I have the problem with the part of the text from the book i am currently studying from. I am confused about some notations. This is the text:

"Let $a_1$, $a_2$, $a_3$, ... be an array of real numbers. Expresion

$$(1)\sum_{n = 1}^{\infty} a_n = a_1 + a_2 + a_3 + \cdot \cdot \cdot + a_n + \cdot \cdot \cdot,$$

is called infinite real series with general member $a_n$, or shorter real series.
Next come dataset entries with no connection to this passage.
//! Localized user-facing messages

use anyhow::{Context, Result};
use serde::{Deserialize, Serialize};
use std::collections::HashMap;
use std::fmt::Display;
use std::str::FromStr;

const DEFAULT_CATALOG: &str = include_str!("../../locales/messages.yaml");

#[derive(Debug, Clone, Copy, PartialEq, Eq, Hash, Default, Serialize, Deserialize)]
#[serde(rename_all = "lowercase")]
pub enum Language {
    #[default]
    En,
    De,
    Fr,
    Es,
    It,
}

impl Language {
    pub const ALL: [Language; 5] = [
        Language::En,
        Language::De,
        Language::Fr,
        Language::Es,
        Language::It,
    ];

    pub fn code(&self) -> &'static str {
        match self {
            Language::En => "en",
            Language::De => "de",
            Language::Fr => "fr",
            Language::Es => "es",
            Language::It => "it",
        }
    }
}

impl Display for Language {
    fn fmt(&self, f: &mut std::fmt::Formatter<'_>) -> std::fmt::Result {
        write!(f, "{}", self.code())
    }
}

impl FromStr for Language {
    type Err = anyhow::Error;

    fn from_str(s: &str) -> Result<Self, Self::Err> {
        match s.trim().to_lowercase().as_str() {
            "en" => Ok(Language::En),
            "de" => Ok(Language::De),
            "fr" => Ok(Language::Fr),
            "es" => Ok(Language::Es),
            "it" => Ok(Language::It),
            _ => Err(anyhow::anyhow!("Unsupported language: {}", s)),
        }
    }
}

#[derive(Debug, Clone, Copy, PartialEq, Eq, Hash, Serialize, Deserialize)]
#[serde(rename_all = "snake_case")]
pub enum MessageKey {
    Title,
    FetchingRates,
    FetchingHistory,
    Conversion,
    RatesTitle,
    RatesAsOf,
    Currency,
    Rate,
    Unavailable,
    Refreshed,
    NoRates,
    Error,
    HistoryTitle,
    HistoryEmpty,
    HistoryRange,
    LanguageChanged,
    Prompt,
    Help,
    UnknownCommand,
    Goodbye,
}

impl MessageKey {
    fn name(&self) -> String {
        serde_json::to_value(self)
            .ok()
            .and_then(|v| v.as_str().map(str::to_string))
            .unwrap_or_else(|| format!("{self:?}"))
    }
}

/// All translations, loaded once at startup and passed to whoever renders text.
#[derive(Debug, Clone, Deserialize)]
#[serde(transparent)]
pub struct Catalog {
    messages: HashMap<Language, HashMap<MessageKey, String>>,
}

impl Catalog {
    /// The catalog compiled into the binary.
    pub fn embedded() -> Result<Self> {
        Self::from_yaml(DEFAULT_CATALOG).context("Failed to parse embedded message catalog")
    }

    pub fn from_yaml(yaml: &str) -> Result<Self> {
        let catalog: Catalog = serde_yaml::from_str(yaml)?;
        Ok(catalog)
    }

    pub fn load_from_path<P: AsRef<std::path::Path>>(path: P) -> Result<Self> {
        let text = std::fs::read_to_string(path.as_ref()).with_context(|| {
            format!("Failed to read message catalog: {}", path.as_ref().display())
        })?;
        Self::from_yaml(&text).with_context(|| {
            format!(
                "Failed to parse message catalog: {}",
                path.as_ref().display()
            )
        })
    }

    /// Looks up `key` in `lang`, falling back to English and then to the key name.
    pub fn text(&self, lang: Language, key: MessageKey) -> String {
        self.messages
            .get(&lang)
            .and_then(|m| m.get(&key))
            .or_else(|| {
                self.messages
                    .get(&Language::En)
                    .and_then(|m| m.get(&key))
            })
            .cloned()
            .unwrap_or_else(|| key.name())
    }

    /// Like [`Catalog::text`], with `{name}` placeholders substituted.
    pub fn format(&self, lang: Language, key: MessageKey, args: &[(&str, &str)]) -> String {
        args.iter()
            .fold(self.text(lang, key), |text, (name, value)| {
                text.replace(&format!("{{{name}}}"), value)
            })
    }
}
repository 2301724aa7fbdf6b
fn main() {
    tauri_build::build()
}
Sums

$$s_1 = a_1,$$ $$s_2 = a_1 + a_2,$$ $$\cdot \cdot \cdot \cdot \cdot \cdot \cdot$$ $$s_n = a_1 + a_2 + \cdot \cdot \cdot + a_n,$$ $$\cdot \cdot \cdot \cdot \cdot \cdot \cdot$$

are called partial sums of series (1).

Definition 1

If there is a finite limes $\lim_{n \to \infty} s_n = s$ of the array $(s_n)_{n \in \mathbb{N}}$ of the partial sums of series (1), then we can say that that series converge and that its sum is equal $s$. In that case we write $s = \sum_{n = 0}^{\infty} a_n$. This notation is also used when it is $\lim_{n \to \infty} s_n = \pm \infty$. For the series that don't converge (either because $\lim_{n \to \infty} s_n$ is infinite or because it doesn't exist) we say that the series diverge."

My question:

Please, could you help me understand why in the paragraph before the definition, the sum goes from $n = 1$, but in the definition it goes from $n = 0$? Could you tell me what is the reason behind these diferent notations?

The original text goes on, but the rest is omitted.